Exercise:
Working from the entries below, give again each line from the first through the one containing "and in recurrences", exactly and with nothing else.

START Dataset records

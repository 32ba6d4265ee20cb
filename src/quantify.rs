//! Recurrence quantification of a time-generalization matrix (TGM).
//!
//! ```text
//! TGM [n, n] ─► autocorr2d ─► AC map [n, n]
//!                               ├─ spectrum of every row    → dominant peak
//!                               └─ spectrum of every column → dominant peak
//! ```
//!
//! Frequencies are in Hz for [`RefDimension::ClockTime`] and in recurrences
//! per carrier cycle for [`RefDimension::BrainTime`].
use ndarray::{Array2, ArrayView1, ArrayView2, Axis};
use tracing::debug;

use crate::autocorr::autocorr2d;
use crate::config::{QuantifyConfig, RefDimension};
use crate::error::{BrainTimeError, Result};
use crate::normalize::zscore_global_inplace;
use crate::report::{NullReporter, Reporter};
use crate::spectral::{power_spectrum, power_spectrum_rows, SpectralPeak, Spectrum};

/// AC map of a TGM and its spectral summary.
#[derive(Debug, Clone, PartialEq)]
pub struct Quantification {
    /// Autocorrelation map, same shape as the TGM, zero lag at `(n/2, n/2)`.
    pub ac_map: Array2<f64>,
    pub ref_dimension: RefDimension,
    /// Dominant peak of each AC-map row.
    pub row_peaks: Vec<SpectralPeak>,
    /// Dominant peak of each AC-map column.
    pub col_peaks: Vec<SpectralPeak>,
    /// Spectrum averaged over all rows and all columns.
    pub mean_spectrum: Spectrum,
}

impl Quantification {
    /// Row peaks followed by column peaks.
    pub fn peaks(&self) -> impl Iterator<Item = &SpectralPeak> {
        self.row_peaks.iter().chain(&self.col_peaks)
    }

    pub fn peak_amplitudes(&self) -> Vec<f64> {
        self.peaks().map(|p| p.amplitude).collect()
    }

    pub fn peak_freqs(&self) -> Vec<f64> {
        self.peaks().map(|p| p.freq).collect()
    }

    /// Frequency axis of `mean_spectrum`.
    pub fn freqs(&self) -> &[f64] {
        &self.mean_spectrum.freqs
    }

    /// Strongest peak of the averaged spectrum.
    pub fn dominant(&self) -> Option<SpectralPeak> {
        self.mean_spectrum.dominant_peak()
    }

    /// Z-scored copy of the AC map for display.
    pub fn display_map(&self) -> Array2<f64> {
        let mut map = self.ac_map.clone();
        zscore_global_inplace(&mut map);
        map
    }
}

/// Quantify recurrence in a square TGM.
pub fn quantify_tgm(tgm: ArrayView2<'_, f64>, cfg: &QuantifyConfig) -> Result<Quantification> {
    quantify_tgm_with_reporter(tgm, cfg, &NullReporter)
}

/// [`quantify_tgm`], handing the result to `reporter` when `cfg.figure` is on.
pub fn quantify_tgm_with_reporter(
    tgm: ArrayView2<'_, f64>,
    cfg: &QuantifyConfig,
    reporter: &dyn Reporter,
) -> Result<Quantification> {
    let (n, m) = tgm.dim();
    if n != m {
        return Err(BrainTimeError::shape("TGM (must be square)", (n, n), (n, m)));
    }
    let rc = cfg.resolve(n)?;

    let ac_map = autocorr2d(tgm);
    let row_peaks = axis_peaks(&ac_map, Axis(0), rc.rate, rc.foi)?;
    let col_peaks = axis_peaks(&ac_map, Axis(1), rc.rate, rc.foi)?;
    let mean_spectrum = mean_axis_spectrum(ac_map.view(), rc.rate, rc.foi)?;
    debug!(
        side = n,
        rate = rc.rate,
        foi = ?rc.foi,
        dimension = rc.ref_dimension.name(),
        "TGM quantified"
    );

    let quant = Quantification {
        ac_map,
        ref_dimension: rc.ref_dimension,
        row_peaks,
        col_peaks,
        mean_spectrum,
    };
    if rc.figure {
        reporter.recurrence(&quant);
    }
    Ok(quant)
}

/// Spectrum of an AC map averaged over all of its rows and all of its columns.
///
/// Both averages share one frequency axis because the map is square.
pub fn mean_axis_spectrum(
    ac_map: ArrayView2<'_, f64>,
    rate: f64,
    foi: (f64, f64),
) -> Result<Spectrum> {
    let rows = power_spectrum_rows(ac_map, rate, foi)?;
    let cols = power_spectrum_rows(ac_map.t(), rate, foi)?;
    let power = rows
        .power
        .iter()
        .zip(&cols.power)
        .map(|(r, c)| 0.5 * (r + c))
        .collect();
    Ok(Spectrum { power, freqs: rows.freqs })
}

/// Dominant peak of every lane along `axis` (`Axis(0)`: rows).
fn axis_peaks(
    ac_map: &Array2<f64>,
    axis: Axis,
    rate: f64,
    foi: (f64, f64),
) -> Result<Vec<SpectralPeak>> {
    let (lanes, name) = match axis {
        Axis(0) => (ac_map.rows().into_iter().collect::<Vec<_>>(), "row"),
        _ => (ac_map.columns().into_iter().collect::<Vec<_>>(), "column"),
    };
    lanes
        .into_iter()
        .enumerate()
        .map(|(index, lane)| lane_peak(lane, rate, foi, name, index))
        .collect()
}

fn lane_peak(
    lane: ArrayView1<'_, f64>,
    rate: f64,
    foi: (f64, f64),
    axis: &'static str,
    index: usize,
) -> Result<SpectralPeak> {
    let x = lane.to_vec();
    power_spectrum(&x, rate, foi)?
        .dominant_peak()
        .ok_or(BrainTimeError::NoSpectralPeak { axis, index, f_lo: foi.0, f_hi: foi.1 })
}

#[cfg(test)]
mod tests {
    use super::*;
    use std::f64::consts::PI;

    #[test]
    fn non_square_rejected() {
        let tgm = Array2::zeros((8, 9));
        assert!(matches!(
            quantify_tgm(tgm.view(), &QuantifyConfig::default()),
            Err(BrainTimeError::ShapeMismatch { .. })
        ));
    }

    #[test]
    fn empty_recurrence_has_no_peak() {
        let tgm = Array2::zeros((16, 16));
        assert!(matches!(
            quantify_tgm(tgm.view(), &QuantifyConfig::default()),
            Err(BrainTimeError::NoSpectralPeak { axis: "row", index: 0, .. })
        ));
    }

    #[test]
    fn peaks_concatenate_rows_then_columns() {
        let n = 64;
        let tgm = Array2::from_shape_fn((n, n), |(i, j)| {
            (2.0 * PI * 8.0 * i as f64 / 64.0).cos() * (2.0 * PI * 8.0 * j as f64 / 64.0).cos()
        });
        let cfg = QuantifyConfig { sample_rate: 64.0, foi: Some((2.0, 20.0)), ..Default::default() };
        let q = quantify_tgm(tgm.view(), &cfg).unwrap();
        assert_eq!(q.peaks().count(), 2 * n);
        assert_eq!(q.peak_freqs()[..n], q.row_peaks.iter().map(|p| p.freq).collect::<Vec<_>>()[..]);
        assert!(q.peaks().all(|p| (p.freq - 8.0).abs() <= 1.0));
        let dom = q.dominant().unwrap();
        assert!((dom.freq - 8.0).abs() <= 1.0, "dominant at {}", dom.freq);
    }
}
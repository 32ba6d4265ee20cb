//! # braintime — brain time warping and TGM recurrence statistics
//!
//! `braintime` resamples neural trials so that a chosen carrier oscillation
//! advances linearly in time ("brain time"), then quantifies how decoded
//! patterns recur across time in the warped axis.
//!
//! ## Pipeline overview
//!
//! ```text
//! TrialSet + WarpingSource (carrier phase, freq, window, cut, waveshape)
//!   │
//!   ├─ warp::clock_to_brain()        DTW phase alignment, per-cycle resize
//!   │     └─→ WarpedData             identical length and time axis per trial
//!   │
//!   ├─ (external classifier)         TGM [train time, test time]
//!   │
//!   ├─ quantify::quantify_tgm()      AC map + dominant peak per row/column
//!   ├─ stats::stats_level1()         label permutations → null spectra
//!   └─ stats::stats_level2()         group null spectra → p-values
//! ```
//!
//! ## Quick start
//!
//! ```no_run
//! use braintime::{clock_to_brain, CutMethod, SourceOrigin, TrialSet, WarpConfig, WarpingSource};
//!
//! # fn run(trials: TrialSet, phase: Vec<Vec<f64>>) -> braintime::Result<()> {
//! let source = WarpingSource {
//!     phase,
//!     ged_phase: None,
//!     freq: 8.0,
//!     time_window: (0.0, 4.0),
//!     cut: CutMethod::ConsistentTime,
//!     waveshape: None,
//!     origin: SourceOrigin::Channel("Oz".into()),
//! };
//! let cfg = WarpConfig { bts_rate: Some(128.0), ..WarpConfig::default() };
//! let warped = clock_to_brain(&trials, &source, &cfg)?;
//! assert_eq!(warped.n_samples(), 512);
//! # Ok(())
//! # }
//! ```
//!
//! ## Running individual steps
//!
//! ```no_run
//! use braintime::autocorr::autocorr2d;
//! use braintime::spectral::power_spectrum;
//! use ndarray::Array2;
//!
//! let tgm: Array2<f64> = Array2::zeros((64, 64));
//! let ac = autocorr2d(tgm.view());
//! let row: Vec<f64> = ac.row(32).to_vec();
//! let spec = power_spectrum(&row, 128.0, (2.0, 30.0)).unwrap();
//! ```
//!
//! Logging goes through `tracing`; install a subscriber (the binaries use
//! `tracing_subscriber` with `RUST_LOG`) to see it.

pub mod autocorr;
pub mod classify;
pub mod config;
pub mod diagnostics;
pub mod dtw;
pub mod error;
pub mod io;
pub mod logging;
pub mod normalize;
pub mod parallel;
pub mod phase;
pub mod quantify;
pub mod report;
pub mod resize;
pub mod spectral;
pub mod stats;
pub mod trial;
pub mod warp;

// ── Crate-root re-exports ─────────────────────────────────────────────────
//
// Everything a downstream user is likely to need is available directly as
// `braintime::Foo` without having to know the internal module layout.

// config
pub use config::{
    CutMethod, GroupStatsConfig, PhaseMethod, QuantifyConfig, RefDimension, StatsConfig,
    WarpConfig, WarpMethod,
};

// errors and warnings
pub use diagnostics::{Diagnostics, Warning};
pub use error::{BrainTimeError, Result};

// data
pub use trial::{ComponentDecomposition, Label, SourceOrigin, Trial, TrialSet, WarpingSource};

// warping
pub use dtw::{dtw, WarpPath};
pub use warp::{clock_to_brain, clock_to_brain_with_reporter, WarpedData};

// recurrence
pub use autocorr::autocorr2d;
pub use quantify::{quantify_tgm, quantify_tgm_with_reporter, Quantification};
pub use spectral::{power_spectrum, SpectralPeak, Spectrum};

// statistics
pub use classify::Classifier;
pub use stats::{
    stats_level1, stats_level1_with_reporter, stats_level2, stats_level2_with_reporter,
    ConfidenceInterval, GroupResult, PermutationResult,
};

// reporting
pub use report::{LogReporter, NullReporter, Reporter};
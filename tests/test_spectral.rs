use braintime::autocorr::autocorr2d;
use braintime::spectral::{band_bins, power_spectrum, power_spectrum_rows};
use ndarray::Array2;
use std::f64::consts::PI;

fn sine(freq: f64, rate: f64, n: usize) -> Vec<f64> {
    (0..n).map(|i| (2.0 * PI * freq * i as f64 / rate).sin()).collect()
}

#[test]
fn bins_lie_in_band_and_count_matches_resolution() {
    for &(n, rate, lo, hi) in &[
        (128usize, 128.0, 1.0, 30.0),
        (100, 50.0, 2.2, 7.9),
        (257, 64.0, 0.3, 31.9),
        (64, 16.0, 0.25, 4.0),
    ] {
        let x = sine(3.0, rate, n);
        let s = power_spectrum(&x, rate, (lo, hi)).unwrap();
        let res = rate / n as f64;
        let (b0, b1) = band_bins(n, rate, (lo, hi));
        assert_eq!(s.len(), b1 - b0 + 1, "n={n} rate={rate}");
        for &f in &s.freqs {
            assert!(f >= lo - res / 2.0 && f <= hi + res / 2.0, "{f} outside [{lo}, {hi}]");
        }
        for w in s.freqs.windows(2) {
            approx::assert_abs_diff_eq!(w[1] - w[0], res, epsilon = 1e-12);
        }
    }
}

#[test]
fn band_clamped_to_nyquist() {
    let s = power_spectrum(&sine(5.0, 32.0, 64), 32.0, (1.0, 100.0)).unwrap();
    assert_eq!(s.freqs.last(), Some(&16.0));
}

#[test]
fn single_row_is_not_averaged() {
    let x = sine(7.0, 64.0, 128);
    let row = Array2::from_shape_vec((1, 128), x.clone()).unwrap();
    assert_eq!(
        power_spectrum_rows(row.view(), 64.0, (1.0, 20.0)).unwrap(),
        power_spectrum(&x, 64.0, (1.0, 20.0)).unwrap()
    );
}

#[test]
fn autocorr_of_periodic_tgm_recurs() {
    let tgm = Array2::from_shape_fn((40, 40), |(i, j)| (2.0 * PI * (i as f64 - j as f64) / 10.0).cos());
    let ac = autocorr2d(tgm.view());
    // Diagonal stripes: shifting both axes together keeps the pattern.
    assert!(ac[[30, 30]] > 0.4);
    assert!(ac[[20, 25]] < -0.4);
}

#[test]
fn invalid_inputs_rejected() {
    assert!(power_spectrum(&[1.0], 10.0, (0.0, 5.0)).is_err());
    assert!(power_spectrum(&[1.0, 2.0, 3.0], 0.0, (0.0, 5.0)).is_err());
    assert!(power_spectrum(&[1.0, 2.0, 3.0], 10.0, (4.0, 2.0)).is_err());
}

END Dataset records

Output of the task:
repository 32ba6d4265ee20cb
filename src/quantify.rs
//! Recurrence quantification of a time-generalization matrix (TGM).
//!
//! ```text
//! TGM [n, n] ─► autocorr2d ─► AC map [n, n]
//!                               ├─ spectrum of every row    → dominant peak
//!                               └─ spectrum of every column → dominant peak
//! ```
//!
//! Frequencies are in Hz for [`RefDimension::ClockTime`] and in recurrences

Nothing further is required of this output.